でも、それ以上に迷っていたのは、私のほうだった。
否、もう“迷い”とは違う何か──
目を逸らさずに頷いた私に、吉岡さんが近づいてきた。
高山さんの指がまだ私の中に在るまま、吉岡さんの手が私の髪に触れ、頬をなぞり、顎を持ち上げる。
その手の温かさが、まるで許しのようで。
私は、静かに目を閉じた。
唇に触れたのは、驚くほど柔らかいキスだった。
年上の男の唇──粗さはなく、ただ、女として包み込むような温度があった。
唇を割られ、舌が絡み合い、私は自分の体がほどけていくのを感じていた。
高山さんが私のスカートを膝まで捲り上げたまま、ストッキングを下ろし、下着を脱がせる。
「…奥さん、ほんま綺麗やな」
吉岡さんが、私の胸元のボタンに指をかけた。
一つひとつ、ゆっくりと外されていくシャツ。
下着のレースが露わになり、ブラのホックが外されると、乳房がそっと手のひらで包まれる。
「気持ちええ?」
その問いに、私は言葉が出ず、ただ喉を震わせた。
二人の手が私の体を挟むように這い回り、唇と指が同時に胸と脚を交互に弄ぶ。
まるで、“私”という存在を確かめ合うように、男たちの手が私の隅々に記憶を刻んでいく。
「ずっと、こうしてほしかったんちゃう?」
そう囁かれて、私は堪えきれず、細く震えた声を漏らしてしまった。
「……お願い…やめないで…」
女として、もう拒む理由などどこにもなかった。
欲しがっていたのは、私自身。
夫ではない“誰か”に抱かれることで、自分が女であることを再確認したかった──ただ、それだけだったのだ。
ベッドではなく、リビングのソファで。
陽の射す午後、カーテンの向こうで生活が続いているこの日常のなかで──
私は“非常識”の中に快楽の真実を見つけた。
高山さんが私の脚を持ち上げて開き、吉岡さんが後ろから私の手を引いて抱きしめる。
ふたりの温度に包まれ、奥深くまで満たされ、私は自分という存在が細かく砕けて溶けていくのを感じていた。

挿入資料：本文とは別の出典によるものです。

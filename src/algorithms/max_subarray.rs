//! Kadane's maximum-subarray scan.

use crate::step::Op;
use crate::trace::{Recorder, Trace};

#[derive(Debug, Clone, Copy, PartialEq, Eq)]
pub struct SubarrayResult {
    pub sum: i64,
    /// Inclusive bounds of the best run; `None` for an empty input.
    pub range: Option<(usize, usize)>,
}

/// The running sum restarts at the current element whenever the carried
/// sum is negative. The first strictly better sum wins, so ties keep the
/// earliest run.
pub fn max_subarray(values: &[i64]) -> Trace<SubarrayResult> {
    let mut rec = Recorder::new();
    let mut best: Option<(usize, usize, i64)> = None;
    let (mut sum, mut start) = (0i64, 0usize);

    for (i, &v) in values.iter().enumerate() {
        let restarted = i == 0 || sum < 0;
        if restarted {
            sum = v;
            start = i;
        } else {
            sum = sum.saturating_add(v);
        }
        rec.push(
            Op::Accumulate {
                index: i,
                sum,
                restarted,
            },
            if restarted {
                format!("Start a new run at a[{i}]={v}: sum {sum}")
            } else {
                format!("Extend the run with a[{i}]={v}: sum {sum}")
            },
        );
        if best.map_or(true, |(_, _, b)| sum > b) {
            best = Some((start, i, sum));
            rec.push(
                Op::Best {
                    start,
                    end: i,
                    sum,
                },
                format!("New best sum {sum} over a[{start}..={i}]"),
            );
        }
    }

    rec.finish(match best {
        Some((start, end, sum)) => SubarrayResult {
            sum,
            range: Some((start, end)),
        },
        None => SubarrayResult { sum: 0, range: None },
    })
}

#[cfg(test)]
mod tests {
    use super::*;
    use crate::step::StepKind;

    #[test]
    fn classic_input() {
        let trace = max_subarray(&[-2, 1, -3, 4, -1, 2, 1, -5, 4]);
        assert_eq!(
            trace.result(),
            &SubarrayResult {
                sum: 6,
                range: Some((3, 6))
            }
        );
        assert_eq!(trace.count(StepKind::Accumulate), 9);
    }

    #[test]
    fn all_negative_picks_the_largest_element() {
        let trace = max_subarray(&[-8, -3, -6, -2, -5, -4]);
        assert_eq!(trace.result().sum, -2);
        assert_eq!(trace.result().range, Some((3, 3)));
    }

    #[test]
    fn empty_input() {
        let trace = max_subarray(&[]);
        assert!(trace.is_empty());
        assert_eq!(trace.result().range, None);
    }
}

吐息が絡まり、汗が重なり、全身が脈打つように震えて、やがて──
快楽の波が、静かに、しかし確かに頂点へと昇り詰めた。
何も考えられなかった。
ただ、快楽の深さと罪悪感の狭間で、私は何度も沈み、そして浮かび上がった。
男たちは、何も言わず、しばらくの間、私を抱きしめ続けていた。
私は、閉じた目の奥で、何かが静かに崩れていく音を聞いていた。